Two satellites $$A$$ and $$B$$ having masses in the ratio $$4:3$$ are revolving in circular orbits of radii $$3r$$ and $$4r$$ respectively around the earth. The ratio of total mechanical energy of $$A$$ to $$B$$ is

We need to find the ratio of total mechanical energy of satellites A and B. The total mechanical energy of a satellite of mass $$m$$ in a circular orbit of radius $$r$$ around Earth (mass $$M$$) is given by $$E = -\frac{GMm}{2r}$$.
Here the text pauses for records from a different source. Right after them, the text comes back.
#![forbid(unsafe_code)]

//! Hero typewriter: types a phrase, pauses, deletes it, moves to the next.
//!
//! # State machine
//!
//! ```text
//!            tick: chars += 1            tick: chars -= 1
//!          ┌──────────────┐            ┌──────────────┐
//!          ▼              │            ▼              │
//!      ┌────────┐  chars == len   ┌──────────┐        │
//!      │ Typing │ ──────────────► │ Deleting │ ───────┘
//!      └────────┘   (end pause)   └──────────┘
//!          ▲                           │ chars == 0
//!          └───────────────────────────┘ (next phrase, short pause)
//! ```
//!
//! Lengths are counted in grapheme clusters so a phrase never renders half
//! a character. The sequencer runs until the page unloads; an empty phrase
//! list disables it.

use std::time::Duration;

use unicode_segmentation::UnicodeSegmentation;

use crate::config::TypewriterTiming;

/// Direction of the current pass.
#[derive(Debug, Clone, Copy, PartialEq, Eq)]
pub enum TypeMode {
    Typing,
    Deleting,
}

/// Phrase cycle state.
#[derive(Debug, Clone)]
pub struct Typewriter {
    phrases: Vec<String>,
    phrase: usize,
    chars: usize,
    mode: TypeMode,
    delay: Duration,
    timing: TypewriterTiming,
    cycles: u64,
}

impl Typewriter {
    /// Create a sequencer at the start of the first phrase.
    #[must_use]
    pub fn new(phrases: Vec<String>, timing: TypewriterTiming) -> Self {
        Self {
            phrases,
            phrase: 0,
            chars: 0,
            mode: TypeMode::Typing,
            delay: timing.start_delay,
            timing,
            cycles: 0,
        }
    }

    /// Whether there is anything to type.
    #[must_use]
    pub fn is_enabled(&self) -> bool {
        !self.phrases.is_empty()
    }

    /// Delay before the first tick.
    #[must_use]
    pub fn start_delay(&self) -> Duration {
        self.timing.start_delay
    }

    /// Advance one character and return the delay until the next tick.
    pub fn tick(&mut self) -> Duration {
        let Some(len) = self.current_len() else {
            return self.delay;
        };

        match self.mode {
            TypeMode::Deleting => {
                self.chars = self.chars.saturating_sub(1);
                self.delay = self.timing.deleting;
            }
            TypeMode::Typing => {
                self.chars = (self.chars + 1).min(len);
                self.delay = self.timing.typing;
            }
        }

        if self.mode == TypeMode::Typing && self.chars == len {
            self.delay = self.timing.end_pause;
            self.mode = TypeMode::Deleting;
        } else if self.mode == TypeMode::Deleting && self.chars == 0 {
            self.mode = TypeMode::Typing;
            self.phrase = (self.phrase + 1) % self.phrases.len();
            self.delay = self.timing.next_phrase_pause;
            self.cycles += 1;
        }
        self.delay
    }

    /// The visible prefix of the current phrase.
    #[must_use]
    pub fn text(&self) -> String {
        self.phrases
            .get(self.phrase)
            .map(|p| p.graphemes(true).take(self.chars).collect())
            .unwrap_or_default()
    }

    /// Index of the current phrase.
    #[must_use]
    pub fn phrase_index(&self) -> usize {
        self.phrase
    }

    /// Number of visible grapheme clusters.
    #[must_use]
    pub fn char_index(&self) -> usize {
        self.chars
    }

    #[must_use]
    pub fn mode(&self) -> TypeMode {
        self.mode
    }

    /// Delay chosen by the last tick.
    #[must_use]
    pub fn delay(&self) -> Duration {
        self.delay
    }

    /// Completed type-and-delete cycles.
    #[must_use]
    pub fn cycles(&self) -> u64 {
        self.cycles
    }

    /// Grapheme length of the current phrase.
    #[must_use]
    pub fn current_len(&self) -> Option<usize> {
        self.phrases
            .get(self.phrase)
            .map(|p| p.graphemes(true).count())
    }
}
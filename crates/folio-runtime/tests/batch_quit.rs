use std::time::Duration;

use folio_core::document::Document;
use folio_core::event::Event;
use folio_runtime::program::{Cmd, Model};
use folio_runtime::simulator::ProgramSimulator;

#[derive(Default)]
struct Page {
    ran_after_quit: bool,
    timer_fired: bool,
}

#[derive(Debug)]
enum Step {
    QuitThenMark,
    ArmThenQuit,
    Mark,
    TimerFired,
}

impl From<Event> for Step {
    fn from(_: Event) -> Self {
        Step::QuitThenMark
    }
}

impl Model for Page {
    type Message = Step;

    fn update(&mut self, msg: Self::Message) -> Cmd<Self::Message> {
        match msg {
            Step::QuitThenMark => Cmd::Batch(vec![Cmd::Quit, Cmd::Msg(Step::Mark)]),
            Step::ArmThenQuit => Cmd::Batch(vec![
                Cmd::After(Duration::from_millis(10), Step::TimerFired),
                Cmd::Quit,
            ]),
            Step::Mark => {
                self.ran_after_quit = true;
                Cmd::None
            }
            Step::TimerFired => {
                self.timer_fired = true;
                Cmd::None
            }
        }
    }

    fn view(&self, _doc: &mut Document) {}
}

#[test]
fn quit_cuts_the_rest_of_a_batch() {
    let mut sim = ProgramSimulator::new(Page::default());
    sim.init();
    sim.send(Step::QuitThenMark);

    assert!(!sim.model().ran_after_quit);
    assert!(!sim.is_running());
}

#[test]
fn quit_discards_armed_timers() {
    let mut sim = ProgramSimulator::new(Page::default());
    sim.init();
    sim.send(Step::ArmThenQuit);
    assert_eq!(sim.advance(Duration::from_secs(1)), 0);

    assert!(!sim.model().timer_fired);
    assert_eq!(sim.pending_timers(), 0);
}
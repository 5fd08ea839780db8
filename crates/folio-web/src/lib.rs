#![forbid(unsafe_code)]

//! `folio-web` runs a page model inside a browser shim.
//!
//! Nothing here blocks, spawns or reads a system clock: the embedding
//! script pushes events and says how much time has passed, which keeps the
//! crate usable on `wasm32-unknown-unknown`.
//!
//! The crate does not bind to `wasm-bindgen`. A JS shim owns the real DOM:
//! it forwards events into [`step_program::StepProgram`] and applies the
//! [`WebOutputs`] it takes back after each step.

pub mod step_program;

use core::fmt;
use core::time::Duration;

use folio_core::document::{Document, HostAction, Patch};

/// Misuse of the [`step_program::StepProgram`] lifecycle.
#[derive(Debug, Clone, PartialEq, Eq)]
pub enum WebError {
    /// `step` was called before `init`.
    NotInitialized,
    /// `init` was called twice.
    AlreadyInitialized,
}

impl fmt::Display for WebError {
    fn fmt(&self, f: &mut fmt::Formatter<'_>) -> fmt::Result {
        f.write_str(match self {
            Self::NotInitialized => "step program used before init",
            Self::AlreadyInitialized => "step program initialized twice",
        })
    }
}

impl std::error::Error for WebError {}

/// Page time, moved only by the host.
#[derive(Debug, Default, Clone)]
pub struct DeterministicClock {
    now: Duration,
}

impl DeterministicClock {
    #[must_use]
    pub const fn new() -> Self {
        Self {
            now: Duration::ZERO,
        }
    }

    #[must_use]
    pub const fn now(&self) -> Duration {
        self.now
    }

    /// Jump to `now`. Earlier values are ignored.
    pub fn set(&mut self, now: Duration) {
        self.now = self.now.max(now);
    }

    pub fn advance(&mut self, by: Duration) {
        self.now = self.now.saturating_add(by);
    }
}

/// Outputs accumulated for the host since the last take.
#[derive(Debug, Default, Clone, PartialEq)]
pub struct WebOutputs {
    /// Document patches in render order.
    pub patches: Vec<Patch>,
    /// One-shot host actions in emission order.
    pub actions: Vec<HostAction>,
    /// Log lines written by the page.
    pub logs: Vec<String>,
    /// Last rendered document.
    pub last_document: Option<Document>,
    /// Whether the patches start from an empty page (first render).
    pub full_render: bool,
}

impl WebOutputs {
    /// Whether there is nothing for the host to apply.
    #[must_use]
    pub fn is_empty(&self) -> bool {
        self.patches.is_empty() && self.actions.is_empty() && self.logs.is_empty()
    }
}
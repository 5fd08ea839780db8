#![forbid(unsafe_code)]

//! Folio runtime
//!
//! The runtime ties page events from `folio-core` to a page [`Model`]:
//! it drives `Model::update`, schedules `Cmd::After` timers on a
//! deterministic clock, and keeps durable preferences.
//!
//! # Key Components
//!
//! - [`Model`] - Trait for page state and behavior
//! - [`Cmd`] - Commands for side effects
//! - [`TimerQueue`] - Deadline-ordered timer messages
//! - [`ProgramSimulator`] - Headless runner for tests and replays
//! - [`StateRegistry`] - Cached preferences over a [`StorageBackend`]

pub mod program;
pub mod simulator;
pub mod state_persistence;
pub mod timer;

pub use program::{Cmd, Model};
pub use simulator::{CmdRecord, ProgramSimulator};
#[cfg(feature = "state-persistence")]
pub use state_persistence::FileStorage;
pub use state_persistence::{
    MemoryStorage, StateRegistry, StorageBackend, StorageError, StorageResult, StoredEntry,
    UnavailableStorage,
};
pub use timer::TimerQueue;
For satellite A, which has mass $$4m_0$$ and orbits at radius $$3r$$, the energy becomes $$E_A = -\frac{GM(4m_0)}{2(3r)} = -\frac{4GMm_0}{6r} = -\frac{2GMm_0}{3r}$$. Similarly, for satellite B with mass $$3m_0$$ at radius $$4r$$, one finds $$E_B = -\frac{GM(3m_0)}{2(4r)} = -\frac{3GMm_0}{8r}$$.

Taking the ratio yields $$\frac{E_A}{E_B} = \frac{-\frac{2GMm_0}{3r}}{-\frac{3GMm_0}{8r}} = \frac{2}{3} \times \frac{8}{3} = \frac{16}{9}$$, so the correct answer is Option B: $$16:9$$.